Tendencia imparable: los juguetes coleccionables y personalizados marcan el pulso de una nueva era
En un mundo que se reinventa a cada latido, los juguetes también cambiaron de piel: hoy ya no se trata solo de entretener, sino de reflejar quiénes somos, quiénes soñamos ser.
La infancia de hoy no busca moldes: busca espejos. Personajes que promuevan la diversidad, la autoexpresión y el derecho a ser diferentes. Y es en esa ola vibrante donde desembarcan los juguetes personalizados y coleccionables, una tendencia que ya no es promesa, sino presente ardiente.
En este escenario de transformación, irrumpen en Argentina las XOX Kweenies, una línea de muñecas coleccionables que no solo marcan estilo, sino que abren puertas: al arte, a la imaginación y al orgullo de ser único. Con estética kawaii, corazón pop asiático y un mensaje de diversidad en technicolor, las Kweenies se perfilan como el nuevo objeto de deseo para chicos, chicas y adultos que no olvidaron a su niño interior.
Mucho más que muñecas: pequeñas obras de arte emocional
Cada Kweenie tiene una historia, un universo propio que late detrás de sus ojos de efecto caramelo. Desde la reina del azúcar pastel hasta la emperatriz del drama arcoíris, estas figuras capturan pasiones, emociones y estilos de vida distintos, tendiendo un puente entre la identidad personal y el juego.
Diseñadas con obsesión por el detalle —colores pastel, accesorios temáticos, packaging que se transforma en diorama y cajas sorpresa para coleccionar—, las Kweenies están pensadas tanto para las niñas de 8 a 10 años como para ese fenómeno creciente del kidult, adultos que abrazan el coleccionismo como acto de nostalgia y expresión.
«Las Kweenies no solo entretienen; inspiran.
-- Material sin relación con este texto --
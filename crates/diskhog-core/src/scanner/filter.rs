/// Directory-name exclusion rules shared by the Aggregator and the flat walk.
///
/// Excluded directories are skipped entirely: not walked, not sized.
use std::ffi::OsStr;

/// Reserved volume-metadata directory names, matched as prefixes.
pub const RESERVED_NAMES: &[&str] = &["System Volume Information"];

/// Leading characters that mark OS bookkeeping or hidden directories.
const EXCLUDED_PREFIXES: &[char] = &['.', '$'];

#[derive(Debug, Clone, Default)]
pub struct NameFilter {
    /// Exact names excluded on top of the built-in rules.
    extra: Vec<String>,
}

impl NameFilter {
    pub fn new(extra: Vec<String>) -> Self {
        Self { extra }
    }

    /// `true` if a directory with this name must not be walked.
    pub fn is_excluded(&self, name: &OsStr) -> bool {
        let name = name.to_string_lossy();
        name.starts_with(EXCLUDED_PREFIXES)
            || RESERVED_NAMES.iter().any(|r| name.starts_with(r))
            || self.extra.iter().any(|e| *e == name)
    }
}

#[cfg(test)]
mod tests {
    use super::*;

    fn excluded(filter: &NameFilter, name: &str) -> bool {
        filter.is_excluded(OsStr::new(name))
    }

    #[test]
    fn built_in_rules() {
        let filter = NameFilter::default();
        assert!(excluded(&filter, ".git"));
        assert!(excluded(&filter, "$RECYCLE.BIN"));
        assert!(excluded(&filter, "System Volume Information"));
        assert!(!excluded(&filter, "Users"));
        assert!(!excluded(&filter, "my.dir"));
    }

    #[test]
    fn extra_names_match_exactly() {
        let filter = NameFilter::new(vec!["node_modules".into()]);
        assert!(excluded(&filter, "node_modules"));
        assert!(!excluded(&filter, "node_modules_backup"));
    }
}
Reflejan un cambio de paradigma donde cada juguete es una declaración de individualidad, un pequeño manifiesto de amor propio», explica Cristina Cáffaro, Gerente de Marketing de Vulcanita, la firma que las trae a nuestro país.
El juguete como territorio de identidad y pertenencia
Ya no alcanza con un juguete bonito o funcional. Las nuevas generaciones piden algo más profundo: la posibilidad de verse reflejados, de encontrar en un objeto de juego un aliado para construir su identidad. Y es ahí donde los coleccionables como las Kweenies juegan fuerte: fomentan la creatividad, la imaginación y el sentido de pertenencia a un mundo donde ser diferente no solo está permitido, sino celebrado.
«Más que simples muñecas, las XOX Kweenies son pequeñas biografías emocionales. Cada personaje lleva consigo un relato, una emoción para compartir. Sus ediciones estándar y limitadas crean una experiencia de exploración, de descubrimiento… y de profunda conexión emocional», amplían desde Vulcanita.
Un mercado que crece al ritmo de los sueños
Lejos de ser una moda pasajera, el boom de los juguetes personalizados se sustenta en números sólidos. Según un informe reciente de una reconocida empresa de investigación de mercado, el sector de juguetes en América Latina alcanzó un valor de USD 4.006,68 millones en 2024, y se proyecta que crecerá a un ritmo anual del 9,2% entre 2025 y 2034.
¿La razón? Cada vez más familias entienden que el juego no es un lujo: es alimento esencial para la salud emocional y cognitiva de los niños.
Así se abre una nueva era: una en la que el entretenimiento no es un simple pasatiempo, sino un acto de autoafirmación. Donde cada juguete puede ser una chispa de arte, un espejo de sueños y un refugio de identidad.